■ TASK TO COMPLETE: Among the entries below, how many lines have the string "await" in them? Only the number should be given.

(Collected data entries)
------------------------------------------------------------

//! Seed policy files.
//!
//! A seed file holds one tuple per line:
//!
//! ```text
//! # role rules
//! p, admin, /api/users, delete
//! # user assignments
//! g, alice, admin
//! # inheritance edges
//! g2, admin, user
//! ```
//!
//! Blank lines and lines starting with `#` are ignored. Applying a seed is
//! idempotent: tuples that already exist are skipped, and a user that already
//! holds a role keeps it.

use serde::Serialize;
use std::path::Path;
use tracing::{info, warn};

use super::assignment::RoleAssignmentManager;
use super::defaults::DefaultRole;
use super::models::{PolicyRule, RoleAssignment, RoleInheritance};
use super::store::PolicyStore;
use crate::error::{AuthzError, Result};

/// Tuples to load into a store.
#[derive(Debug, Clone, Default, PartialEq, Eq)]
pub struct SeedPolicy {
    pub rules: Vec<PolicyRule>,
    pub assignments: Vec<RoleAssignment>,
    pub edges: Vec<RoleInheritance>,
}

/// What applying a seed changed.
#[derive(Debug, Clone, Default, PartialEq, Eq, Serialize)]
pub struct SeedReport {
    pub rules_added: usize,
    pub rules_skipped: usize,
    pub edges_added: usize,
    pub edges_skipped: usize,
    pub assignments_added: usize,
    pub assignments_skipped: usize,

    /// Lines refused by validation, with the reason.
    pub rejected: Vec<String>,
}

impl SeedReport {
    pub fn changed(&self) -> bool {
        self.rules_added + self.edges_added + self.assignments_added > 0
    }
}

impl SeedPolicy {
    /// The built-in default rules.
    pub fn defaults() -> Self {
        Self {
            rules: DefaultRole::all_rules(),
            ..Self::default()
        }
    }

    pub fn is_empty(&self) -> bool {
        self.rules.is_empty() && self.assignments.is_empty() && self.edges.is_empty()
    }

    /// Append the tuples of `other`.
    pub fn extend(&mut self, other: SeedPolicy) {
        self.rules.extend(other.rules);
        self.assignments.extend(other.assignments);
        self.edges.extend(other.edges);
    }

    /// Parse seed text. Errors name the offending line.
    pub fn parse(text: &str) -> Result<Self> {
        let mut seed = Self::default();

        for (number, raw) in text.lines().enumerate() {
            let line = raw.trim();
            if line.is_empty() || line.starts_with('#') {
                continue;
            }

            let fields: Vec<&str> = line.split(',').map(str::trim).collect();
            let bad_line = |reason: &str| {
                AuthzError::InvalidInput(format!(
                    "seed line {}: {}: '{}'",
                    number + 1,
                    reason,
                    line
                ))
            };

            match fields.as_slice() {
                ["p", role, resource, action] => {
                    let action = action
                        .parse()
                        .map_err(|_| bad_line("unknown action"))?;
                    let rule = PolicyRule::new(*role, *resource, action);
                    rule.validate().map_err(|e| bad_line(&e.to_string()))?;
                    seed.rules.push(rule);
                }
                ["g", user, role] => {
                    if user.is_empty() || role.is_empty() {
                        return Err(bad_line("empty field"));
                    }
                    seed.assignments.push(RoleAssignment::new(*user, *role));
                }
                ["g2", role, inherits_from] => {
                    let edge = RoleInheritance::new(*role, *inherits_from);
                    edge.validate().map_err(|e| bad_line(&e.to_string()))?;
                    seed.edges.push(edge);
                }
                ["p", ..] => return Err(bad_line("expected 'p, role, resource, action'")),
                ["g", ..] => return Err(bad_line("expected 'g, user, role'")),
                ["g2", ..] => return Err(bad_line("expected 'g2, role, inherits_from'")),
                _ => return Err(bad_line("unknown record type")),
            }
        }

        Ok(seed)
    }

    /// Read and parse a seed file.
    pub fn from_path(path: impl AsRef<Path>) -> Result<Self> {
        let text = std::fs::read_to_string(path.as_ref())?;
        Self::parse(&text)
    }

    /// Load the seed into `store`: rules, then edges, then assignments.
    ///
    /// Duplicates are skipped. Cycle-closing edges and assignments of roles
    /// that are still unknown are rejected and listed in the report. Store
    /// failures abort the seed. Other administrative mutations wait until
    /// the seed is done.
    pub async fn apply(
        &self,
        store: &dyn PolicyStore,
        manager: &RoleAssignmentManager,
    ) -> Result<SeedReport> {
        let guard = manager.lock().await;
        let mut report = SeedReport::default();

        for rule in &self.rules {
            match store.create_policy(rule).await {
                Ok(()) => report.rules_added += 1,
                Err(AuthzError::DuplicateRule(_)) => report.rules_skipped += 1,
                Err(e) => return Err(e),
            }
        }

        for edge in &self.edges {
            match manager.add_inheritance_locked(&guard, edge).await {
                Ok(()) => report.edges_added += 1,
                Err(AuthzError::DuplicateEdge(_)) => report.edges_skipped += 1,
                Err(e @ AuthzError::CycleDetected { .. }) => {
                    warn!(edge = %edge, "Seed edge rejected");
                    report.rejected.push(format!("g2 {}: {}", edge, e));
                }
                Err(e) => return Err(e),
            }
        }

        for assignment in &self.assignments {
            if store.role_of(&assignment.user_id).await?.is_some() {
                report.assignments_skipped += 1;
                continue;
            }
            match manager
                .assign_role_locked(&guard, &assignment.user_id, &assignment.role)
                .await
            {
                Ok(()) => report.assignments_added += 1,
                Err(e @ AuthzError::UnknownRole(_)) => {
                    warn!(assignment = %assignment, "Seed assignment rejected");
                    report.rejected.push(format!("g {}: {}", assignment, e));
                }
                Err(e) => return Err(e),
            }
        }

        info!(
            rules_added = report.rules_added,
            edges_added = report.edges_added,
            assignments_added = report.assignments_added,
            rejected = report.rejected.len(),
            "Seed applied"
        );

        Ok(report)
    }
}
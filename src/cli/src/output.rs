//! Output formatting for the Gatekeeper CLI.
//!
//! Supports table, JSON, and YAML output formats.

use anyhow::Result;
use clap::ValueEnum;
use colored::*;
use gatekeeper_core::rbac::{MutationReceipt, MutationStage};
use serde::Serialize;
use tabled::{
    settings::{object::Columns, Alignment, Modify, Style},
    Table, Tabled,
};

/// Output format selection.
#[derive(Debug, Clone, Copy, ValueEnum, Default)]
pub enum OutputFormat {
    /// Render as a formatted table
    #[default]
    Table,
    /// Render as JSON
    Json,
    /// Render as YAML
    Yaml,
}

pub fn print_success(msg: &str) {
    println!("{} {}", "[OK]".green().bold(), msg);
}

pub fn print_warning(msg: &str) {
    println!("{} {}", "[WARN]".yellow().bold(), msg);
}

/// Print an error message to stderr.
pub fn print_error(msg: &str) {
    eprintln!("{} {}", "[ERROR]".red().bold(), msg);
}

pub fn print_info(msg: &str) {
    println!("{} {}", "[INFO]".blue().bold(), msg);
}

/// Print rows as a table, or the serializable rows as JSON/YAML.
pub fn print_list<T: Tabled + Serialize>(rows: &[T], format: OutputFormat) -> Result<()> {
    match format {
        OutputFormat::Table => {
            if rows.is_empty() {
                println!("{}", "No results found.".dimmed());
                return Ok(());
            }
            let table = Table::new(rows)
                .with(Style::rounded())
                .with(Modify::new(Columns::first()).with(Alignment::left()))
                .to_string();
            println!("{}", table);
            Ok(())
        }
        _ => print_item(rows, format),
    }
}

/// Print a single item as JSON or YAML. Table output falls back to JSON.
pub fn print_item<T: Serialize + ?Sized>(item: &T, format: OutputFormat) -> Result<()> {
    match format {
        OutputFormat::Table | OutputFormat::Json => {
            println!("{}", serde_json::to_string_pretty(item)?);
        }
        OutputFormat::Yaml => {
            print!("{}", serde_yaml::to_string(item)?);
        }
    }
    Ok(())
}

/// Report a completed mutation, flagging one the enforcer has not picked up.
pub fn print_receipt(action: &str, receipt: &MutationReceipt, format: OutputFormat) -> Result<()> {
    match format {
        OutputFormat::Table => {
            match receipt.stage {
                MutationStage::Indexed => print_success(&format!(
                    "{} (policy generation {})",
                    action, receipt.generation
                )),
                stage => print_warning(&format!(
                    "{} but not yet enforced (stage: {:?}, serving generation {})",
                    action, stage, receipt.generation
                )),
            }
            Ok(())
        }
        _ => print_item(receipt, format),
    }
}

/// Print key-value details to the terminal.
pub fn print_detail(key: &str, value: &str) {
    println!("  {}: {}", key.cyan(), value);
}

pub fn print_header(title: &str) {
    println!();
    println!("{}", title.bold().underline());
    println!();
}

------------------------------------------------------------

■ EXERCISE RESPONSE: 5